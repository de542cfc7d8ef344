// SPDX-License-Identifier: BUSL-1.1
// Copyright (c) 2026 Alfred Jean LLC

use super::*;
use serde_json::json;

struct NullHelpers;

#[async_trait]
impl HelperHost for NullHelpers {
    async fn fetch(&self, _model: &str, _filters: Scope) -> Result<Value, EvalError> {
        Ok(Value::Null)
    }
    async fn fetch_all(&self, _model: &str) -> Result<Value, EvalError> {
        Ok(Value::Null)
    }
    async fn factory(&self, _model: &str, _fields: Scope) -> Result<Value, EvalError> {
        Ok(Value::Null)
    }
    async fn delete(&self, _model: &str, _filters: Scope) -> Result<Value, EvalError> {
        Ok(Value::Null)
    }
    async fn get_credential(
        &self,
        _device: Option<&str>,
        _credential_type: Option<&str>,
    ) -> Result<Value, EvalError> {
        Ok(Value::Null)
    }
    async fn send_email(
        &self,
        _recipient: &str,
        _subject: &str,
        _body: &str,
    ) -> Result<(), EvalError> {
        Ok(())
    }
    async fn encrypt(&self, plaintext: &str) -> Result<String, EvalError> {
        Ok(plaintext.to_string())
    }
    async fn get_result(
        &self,
        _service_name: &str,
        _device: Option<&str>,
        _workflow: Option<&str>,
    ) -> Result<Value, EvalError> {
        Ok(Value::Null)
    }
    fn settings(&self) -> Value {
        Value::Null
    }
    fn devices(&self) -> Value {
        json!([])
    }
    fn get_var(
        &self,
        _name: &str,
        _device: Option<&str>,
        _section: Option<&str>,
    ) -> Result<Value, EvalError> {
        Ok(Value::Null)
    }
    fn set_var(&self, _name: &str, _value: Value, _device: Option<&str>, _section: Option<&str>) {}
    fn log(&self, _severity: &str, _message: &str) {}
}

#[tokio::test]
async fn fallback_handles_literals_and_scope_lookup() {
    let eval = FakeEvaluator::new();
    let mut scope = Scope::new();
    scope.insert("hostname".to_string(), json!("edge1"));

    assert_eq!(eval.eval("true", &scope, &NullHelpers).await.unwrap(), json!(true));
    assert_eq!(
        eval.eval("hostname", &scope, &NullHelpers).await.unwrap(),
        json!("edge1")
    );
    assert_eq!(
        eval.eval("[1, 2]", &scope, &NullHelpers).await.unwrap(),
        json!([1, 2])
    );
    assert!(eval.eval("unknown()", &scope, &NullHelpers).await.is_err());
}

#[tokio::test]
async fn programmed_expressions_win_over_fallback() {
    let eval = FakeEvaluator::new();
    eval.program("true", json!("overridden"));
    assert_eq!(
        eval.eval("true", &Scope::new(), &NullHelpers).await.unwrap(),
        json!("overridden")
    );
    assert_eq!(eval.eval_count("true"), 1);
}

#[tokio::test]
async fn exec_merges_programmed_bindings() {
    let eval = FakeEvaluator::new();
    let mut bindings = Scope::new();
    bindings.insert("retries".to_string(), json!(3));
    eval.program_exec("set_retries()", bindings);

    let mut scope = Scope::new();
    scope.insert("existing".to_string(), json!(1));
    let out = eval.exec("set_retries()", &scope, &NullHelpers).await.unwrap();
    assert_eq!(out.get("retries"), Some(&json!(3)));
    assert_eq!(out.get("existing"), Some(&json!(1)));
}

#[tokio::test]
async fn clean_exit_is_distinguishable() {
    let eval = FakeEvaluator::new();
    eval.program_exec_clean_exit("exit()");
    let err = eval.exec("exit()", &Scope::new(), &NullHelpers).await;
    assert!(matches!(err, Err(EvalError::CleanExit)));
}

#[tokio::test]
async fn unprogrammed_exec_returns_scope_unchanged() {
    let eval = FakeEvaluator::new();
    let mut scope = Scope::new();
    scope.insert("a".to_string(), json!(1));
    let out = eval.exec("noop", &scope, &NullHelpers).await.unwrap();
    assert_eq!(out, scope);
}

#[tokio::test]
async fn fallback_resolves_subscript_chains() {
    let eval = FakeEvaluator::new();
    let mut scope = Scope::new();
    scope.insert(
        "results".to_string(),
        json!({"result": {"state": "up", "count": 2}}),
    );
    assert_eq!(
        eval.eval("results['result']", &scope, &NullHelpers).await.unwrap(),
        json!({"state": "up", "count": 2})
    );
    assert_eq!(
        eval.eval("results['result']['state']", &scope, &NullHelpers)
            .await
            .unwrap(),
        json!("up")
    );
    assert!(eval
        .eval("results['missing']", &scope, &NullHelpers)
        .await
        .is_err());
}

TRY IT: Taking the line that contains "let mut bindings = Scope::new();" as the first and the last line of the material as the final one, transcribe that span exactly and include nothing else.

ANSWER TO THE EXERCISE:
    let mut bindings = Scope::new();
    bindings.insert("retries".to_string(), json!(3));
    eval.program_exec("set_retries()", bindings);

    let mut scope = Scope::new();
    scope.insert("existing".to_string(), json!(1));
    let out = eval.exec("set_retries()", &scope, &NullHelpers).await.unwrap();
    assert_eq!(out.get("retries"), Some(&json!(3)));
    assert_eq!(out.get("existing"), Some(&json!(1)));
}

#[tokio::test]
async fn clean_exit_is_distinguishable() {
    let eval = FakeEvaluator::new();
    eval.program_exec_clean_exit("exit()");
    let err = eval.exec("exit()", &Scope::new(), &NullHelpers).await;
    assert!(matches!(err, Err(EvalError::CleanExit)));
}

#[tokio::test]
async fn unprogrammed_exec_returns_scope_unchanged() {
    let eval = FakeEvaluator::new();
    let mut scope = Scope::new();
    scope.insert("a".to_string(), json!(1));
    let out = eval.exec("noop", &scope, &NullHelpers).await.unwrap();
    assert_eq!(out, scope);
}

#[tokio::test]
async fn fallback_resolves_subscript_chains() {
    let eval = FakeEvaluator::new();
    let mut scope = Scope::new();
    scope.insert(
        "results".to_string(),
        json!({"result": {"state": "up", "count": 2}}),
    );
    assert_eq!(
        eval.eval("results['result']", &scope, &NullHelpers).await.unwrap(),
        json!({"state": "up", "count": 2})
    );
    assert_eq!(
        eval.eval("results['result']['state']", &scope, &NullHelpers)
            .await
            .unwrap(),
        json!("up")
    );
    assert!(eval
        .eval("results['missing']", &scope, &NullHelpers)
        .await
        .is_err());
}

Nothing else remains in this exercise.